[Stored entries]

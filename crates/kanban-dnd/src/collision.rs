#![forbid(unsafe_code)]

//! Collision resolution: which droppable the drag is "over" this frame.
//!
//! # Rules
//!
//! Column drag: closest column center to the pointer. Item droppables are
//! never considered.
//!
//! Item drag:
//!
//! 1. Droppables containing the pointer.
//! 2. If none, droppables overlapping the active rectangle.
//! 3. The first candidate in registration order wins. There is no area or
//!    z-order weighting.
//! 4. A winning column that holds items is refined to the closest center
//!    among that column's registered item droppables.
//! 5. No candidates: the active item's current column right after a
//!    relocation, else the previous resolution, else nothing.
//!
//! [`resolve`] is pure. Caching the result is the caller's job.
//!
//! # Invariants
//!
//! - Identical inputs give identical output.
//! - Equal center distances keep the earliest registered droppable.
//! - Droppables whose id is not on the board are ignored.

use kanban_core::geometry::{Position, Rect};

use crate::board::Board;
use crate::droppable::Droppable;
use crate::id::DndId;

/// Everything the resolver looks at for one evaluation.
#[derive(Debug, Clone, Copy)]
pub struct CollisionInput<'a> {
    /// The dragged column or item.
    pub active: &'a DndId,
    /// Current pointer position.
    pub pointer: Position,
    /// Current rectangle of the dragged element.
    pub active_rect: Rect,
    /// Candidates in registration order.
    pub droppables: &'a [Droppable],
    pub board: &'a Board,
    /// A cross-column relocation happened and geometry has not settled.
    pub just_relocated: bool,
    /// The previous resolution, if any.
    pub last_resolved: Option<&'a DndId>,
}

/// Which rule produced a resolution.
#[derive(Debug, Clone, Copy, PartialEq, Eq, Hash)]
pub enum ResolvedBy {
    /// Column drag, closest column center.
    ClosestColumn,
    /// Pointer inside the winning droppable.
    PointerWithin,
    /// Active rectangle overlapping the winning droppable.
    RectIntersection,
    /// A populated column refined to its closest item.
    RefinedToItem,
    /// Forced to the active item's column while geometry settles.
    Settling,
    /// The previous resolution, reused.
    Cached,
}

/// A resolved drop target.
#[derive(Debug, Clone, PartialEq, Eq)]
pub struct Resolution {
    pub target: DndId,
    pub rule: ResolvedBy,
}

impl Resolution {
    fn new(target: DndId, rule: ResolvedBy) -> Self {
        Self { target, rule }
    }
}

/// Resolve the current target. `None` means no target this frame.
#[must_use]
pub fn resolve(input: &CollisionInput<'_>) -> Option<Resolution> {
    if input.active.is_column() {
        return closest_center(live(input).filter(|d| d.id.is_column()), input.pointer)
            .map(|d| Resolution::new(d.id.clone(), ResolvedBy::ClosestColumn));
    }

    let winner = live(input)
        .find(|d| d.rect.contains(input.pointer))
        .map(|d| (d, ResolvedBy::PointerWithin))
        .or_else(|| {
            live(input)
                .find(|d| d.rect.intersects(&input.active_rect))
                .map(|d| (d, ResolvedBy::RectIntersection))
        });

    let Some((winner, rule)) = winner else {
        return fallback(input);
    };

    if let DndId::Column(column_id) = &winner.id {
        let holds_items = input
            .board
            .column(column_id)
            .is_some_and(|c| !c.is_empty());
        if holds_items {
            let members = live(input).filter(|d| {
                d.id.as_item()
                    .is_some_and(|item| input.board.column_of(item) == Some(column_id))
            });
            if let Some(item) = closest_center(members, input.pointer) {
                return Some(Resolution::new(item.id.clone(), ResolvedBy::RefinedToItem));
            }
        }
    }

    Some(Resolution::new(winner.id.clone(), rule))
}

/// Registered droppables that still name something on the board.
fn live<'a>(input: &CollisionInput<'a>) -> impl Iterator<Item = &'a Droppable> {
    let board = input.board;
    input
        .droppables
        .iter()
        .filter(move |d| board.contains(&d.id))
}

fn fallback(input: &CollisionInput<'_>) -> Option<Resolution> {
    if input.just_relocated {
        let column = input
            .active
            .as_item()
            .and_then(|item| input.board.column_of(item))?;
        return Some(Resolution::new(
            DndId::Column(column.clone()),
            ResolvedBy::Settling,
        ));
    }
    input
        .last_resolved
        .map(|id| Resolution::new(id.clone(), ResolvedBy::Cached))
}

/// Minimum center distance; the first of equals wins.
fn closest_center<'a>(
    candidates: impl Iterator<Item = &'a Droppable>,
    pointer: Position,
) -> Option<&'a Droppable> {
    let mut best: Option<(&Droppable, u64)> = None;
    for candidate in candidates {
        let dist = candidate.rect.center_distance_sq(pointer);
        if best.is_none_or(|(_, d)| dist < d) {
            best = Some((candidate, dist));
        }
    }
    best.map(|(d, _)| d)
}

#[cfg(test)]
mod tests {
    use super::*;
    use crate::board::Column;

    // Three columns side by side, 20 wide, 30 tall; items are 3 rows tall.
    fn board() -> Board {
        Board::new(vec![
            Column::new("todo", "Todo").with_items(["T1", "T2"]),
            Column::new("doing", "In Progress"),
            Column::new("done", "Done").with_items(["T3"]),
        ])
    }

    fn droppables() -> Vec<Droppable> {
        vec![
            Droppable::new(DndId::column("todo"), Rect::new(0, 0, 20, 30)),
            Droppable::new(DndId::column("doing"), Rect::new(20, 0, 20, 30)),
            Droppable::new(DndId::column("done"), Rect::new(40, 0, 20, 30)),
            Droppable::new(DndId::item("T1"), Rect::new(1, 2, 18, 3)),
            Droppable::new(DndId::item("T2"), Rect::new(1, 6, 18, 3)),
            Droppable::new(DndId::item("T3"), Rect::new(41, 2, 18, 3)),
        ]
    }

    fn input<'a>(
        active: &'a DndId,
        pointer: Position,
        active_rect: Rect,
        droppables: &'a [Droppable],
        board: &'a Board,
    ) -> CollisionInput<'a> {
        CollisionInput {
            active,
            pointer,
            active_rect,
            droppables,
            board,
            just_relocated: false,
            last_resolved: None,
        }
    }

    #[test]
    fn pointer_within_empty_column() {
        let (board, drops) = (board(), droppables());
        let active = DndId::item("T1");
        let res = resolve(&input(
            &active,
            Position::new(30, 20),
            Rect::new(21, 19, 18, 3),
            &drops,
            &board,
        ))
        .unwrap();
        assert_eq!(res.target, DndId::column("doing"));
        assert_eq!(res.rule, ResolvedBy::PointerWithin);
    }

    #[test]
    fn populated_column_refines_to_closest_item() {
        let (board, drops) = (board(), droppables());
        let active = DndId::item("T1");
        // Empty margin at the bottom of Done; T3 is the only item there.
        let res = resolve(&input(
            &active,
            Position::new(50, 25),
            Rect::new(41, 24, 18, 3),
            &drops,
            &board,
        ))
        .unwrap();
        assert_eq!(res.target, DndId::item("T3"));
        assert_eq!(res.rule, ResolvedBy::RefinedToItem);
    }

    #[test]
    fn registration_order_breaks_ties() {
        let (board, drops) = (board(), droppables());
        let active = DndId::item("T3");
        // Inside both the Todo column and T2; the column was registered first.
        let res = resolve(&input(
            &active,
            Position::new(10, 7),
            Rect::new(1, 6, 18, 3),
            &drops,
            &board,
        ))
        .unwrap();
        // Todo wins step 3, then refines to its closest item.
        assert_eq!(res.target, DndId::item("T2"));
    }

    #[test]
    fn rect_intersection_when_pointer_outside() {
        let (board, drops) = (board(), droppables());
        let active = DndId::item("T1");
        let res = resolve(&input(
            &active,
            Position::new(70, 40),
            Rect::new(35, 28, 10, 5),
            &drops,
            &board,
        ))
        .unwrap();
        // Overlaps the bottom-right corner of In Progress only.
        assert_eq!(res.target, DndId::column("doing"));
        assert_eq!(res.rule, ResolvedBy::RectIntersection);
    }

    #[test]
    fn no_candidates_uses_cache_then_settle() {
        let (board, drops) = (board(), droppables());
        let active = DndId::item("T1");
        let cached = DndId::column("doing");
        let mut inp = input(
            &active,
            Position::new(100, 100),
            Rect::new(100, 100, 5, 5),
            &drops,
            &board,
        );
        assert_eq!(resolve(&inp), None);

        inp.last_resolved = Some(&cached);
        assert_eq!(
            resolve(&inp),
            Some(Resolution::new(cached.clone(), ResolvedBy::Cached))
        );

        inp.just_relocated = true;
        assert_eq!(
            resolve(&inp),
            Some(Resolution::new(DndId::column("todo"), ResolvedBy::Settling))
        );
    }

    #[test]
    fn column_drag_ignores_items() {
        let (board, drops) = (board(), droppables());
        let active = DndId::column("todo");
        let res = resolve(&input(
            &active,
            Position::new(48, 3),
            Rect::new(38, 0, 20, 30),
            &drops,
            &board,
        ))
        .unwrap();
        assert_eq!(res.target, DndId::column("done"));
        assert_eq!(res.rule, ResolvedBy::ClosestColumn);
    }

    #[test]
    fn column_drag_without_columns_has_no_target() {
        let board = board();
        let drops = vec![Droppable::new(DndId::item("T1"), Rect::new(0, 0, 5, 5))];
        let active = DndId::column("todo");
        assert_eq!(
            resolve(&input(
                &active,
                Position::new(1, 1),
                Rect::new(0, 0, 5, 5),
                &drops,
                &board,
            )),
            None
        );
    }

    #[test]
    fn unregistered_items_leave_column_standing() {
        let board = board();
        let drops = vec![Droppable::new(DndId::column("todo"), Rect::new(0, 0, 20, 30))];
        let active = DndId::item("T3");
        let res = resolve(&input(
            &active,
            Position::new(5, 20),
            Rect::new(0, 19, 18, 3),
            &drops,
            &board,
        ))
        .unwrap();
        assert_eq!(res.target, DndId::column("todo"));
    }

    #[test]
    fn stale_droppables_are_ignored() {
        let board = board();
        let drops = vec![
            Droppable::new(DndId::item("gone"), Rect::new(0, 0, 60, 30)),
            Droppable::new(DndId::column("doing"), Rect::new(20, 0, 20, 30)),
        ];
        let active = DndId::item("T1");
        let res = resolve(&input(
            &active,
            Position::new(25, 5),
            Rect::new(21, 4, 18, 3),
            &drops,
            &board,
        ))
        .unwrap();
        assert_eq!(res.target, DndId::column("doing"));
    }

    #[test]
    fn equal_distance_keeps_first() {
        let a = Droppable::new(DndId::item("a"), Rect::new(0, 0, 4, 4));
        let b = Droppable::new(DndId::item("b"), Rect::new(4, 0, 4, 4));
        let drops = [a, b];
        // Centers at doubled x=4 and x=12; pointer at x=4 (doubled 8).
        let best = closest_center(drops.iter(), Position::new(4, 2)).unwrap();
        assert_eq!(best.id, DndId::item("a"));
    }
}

## What to work on
Out of the preceding entries, pull each line that contains the word "previous".

## Response to this task
//!    relocation, else the previous resolution, else nothing.
    /// The previous resolution, if any.
    /// The previous resolution, reused.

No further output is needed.